▶ The problem
The number of lines in the records that include "struct" is all you should give.

▶ Data for the task
=-=-=
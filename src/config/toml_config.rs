use crate::core::dependent::{ParseOptions, DEFAULT_MAX_DEPTH};
use crate::core::params::{ParamRegistry, PERSON_PARAM_NAME, TEST_PARAM_NAME};
use crate::utils::error::{DiError, Result};
use crate::utils::validation::{
    validate_identifier, validate_non_empty_string, validate_range, validate_unique_names,
    Validate,
};
use serde::{Deserialize, Serialize};
use std::path::Path;

const MAX_DEPTH_CEILING: usize = 1024;

#[derive(Debug, Clone, Default, Serialize, Deserialize)]
pub struct ResolverConfig {
    #[serde(default)]
    pub resolver: ResolverSection,
    #[serde(default)]
    pub names: NamesConfig,
    pub demo: Option<DemoConfig>,
    pub logging: Option<LoggingConfig>,
}

#[derive(Debug, Clone, Serialize, Deserialize)]
pub struct ResolverSection {
    #[serde(default = "default_detect_cycles")]
    pub detect_cycles: bool,
    #[serde(default = "default_max_depth")]
    pub max_depth: usize,
}

impl Default for ResolverSection {
    fn default() -> Self {
        Self {
            detect_cycles: default_detect_cycles(),
            max_depth: default_max_depth(),
        }
    }
}

/// 葉節點參數的保留名稱
#[derive(Debug, Clone, Serialize, Deserialize)]
pub struct NamesConfig {
    #[serde(default = "default_test_name")]
    pub test: String,
    #[serde(default = "default_person_name")]
    pub person: String,
}

impl Default for NamesConfig {
    fn default() -> Self {
        Self {
            test: default_test_name(),
            person: default_person_name(),
        }
    }
}

#[derive(Debug, Clone, Serialize, Deserialize)]
pub struct DemoConfig {
    pub person_name: String,
    pub test_id: i64,
}

#[derive(Debug, Clone, Default, Serialize, Deserialize)]
pub struct LoggingConfig {
    #[serde(default)]
    pub verbose: bool,
    pub format: Option<String>,
}

fn default_detect_cycles() -> bool {
    true
}

fn default_max_depth() -> usize {
    DEFAULT_MAX_DEPTH
}

fn default_test_name() -> String {
    TEST_PARAM_NAME.to_string()
}

fn default_person_name() -> String {
    PERSON_PARAM_NAME.to_string()
}

impl ResolverConfig {
    /// 從 TOML 檔案載入配置
    pub fn from_file<P: AsRef<Path>>(path: P) -> Result<Self> {
        let content = std::fs::read_to_string(&path).map_err(DiError::IoError)?;
        Self::from_toml_str(&content)
    }

    /// 從 TOML 字串解析配置
    pub fn from_toml_str(content: &str) -> Result<Self> {
        let processed_content = Self::substitute_env_vars(content)?;

        toml::from_str(&processed_content).map_err(|e| DiError::ConfigValidationError {
            field: "toml_parsing".to_string(),
            message: format!("TOML parsing error: {}", e),
        })
    }

    /// 替換環境變數 (例如 ${PERSON_NAME})
    fn substitute_env_vars(content: &str) -> Result<String> {
        use regex::Regex;
        let re = Regex::new(r"\$\{([^}]+)\}").map_err(|e| DiError::ConfigValidationError {
            field: "env_substitution".to_string(),
            message: e.to_string(),
        })?;

        let result = re.replace_all(content, |caps: &regex::Captures| {
            let var_name = &caps[1];
            std::env::var(var_name).unwrap_or_else(|_| format!("${{{}}}", var_name))
        });

        Ok(result.to_string())
    }

    pub fn validate_config(&self) -> Result<()> {
        validate_range("resolver.max_depth", self.resolver.max_depth, 1, MAX_DEPTH_CEILING)?;

        validate_identifier("names.test", &self.names.test)?;
        validate_identifier("names.person", &self.names.person)?;
        validate_unique_names(
            "names",
            &[self.names.test.as_str(), self.names.person.as_str()],
        )?;

        if let Some(demo) = &self.demo {
            validate_non_empty_string("demo.person_name", &demo.person_name)?;
        }

        if let Some(format) = self.logging.as_ref().and_then(|l| l.format.as_deref()) {
            let valid_formats = ["compact", "json"];
            if !valid_formats.contains(&format) {
                return Err(DiError::InvalidConfigValueError {
                    field: "logging.format".to_string(),
                    value: format.to_string(),
                    reason: format!(
                        "Unsupported format. Valid formats: {}",
                        valid_formats.join(", ")
                    ),
                });
            }
        }

        Ok(())
    }

    pub fn registry(&self) -> ParamRegistry {
        ParamRegistry::with_reserved_names(&self.names.test, &self.names.person)
    }

    pub fn parse_options(&self) -> ParseOptions {
        ParseOptions {
            detect_cycles: self.resolver.detect_cycles,
            max_depth: self.resolver.max_depth,
        }
    }

    pub fn verbose(&self) -> bool {
        self.logging.as_ref().map(|l| l.verbose).unwrap_or(false)
    }

    pub fn json_logs(&self) -> bool {
        self.logging
            .as_ref()
            .and_then(|l| l.format.as_deref())
            .map(|f| f == "json")
            .unwrap_or(false)
    }
}

impl Validate for ResolverConfig {
    fn validate(&self) -> Result<()> {
        self.validate_config()
    }
}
=-=-=
▶ Reply to the exercise
5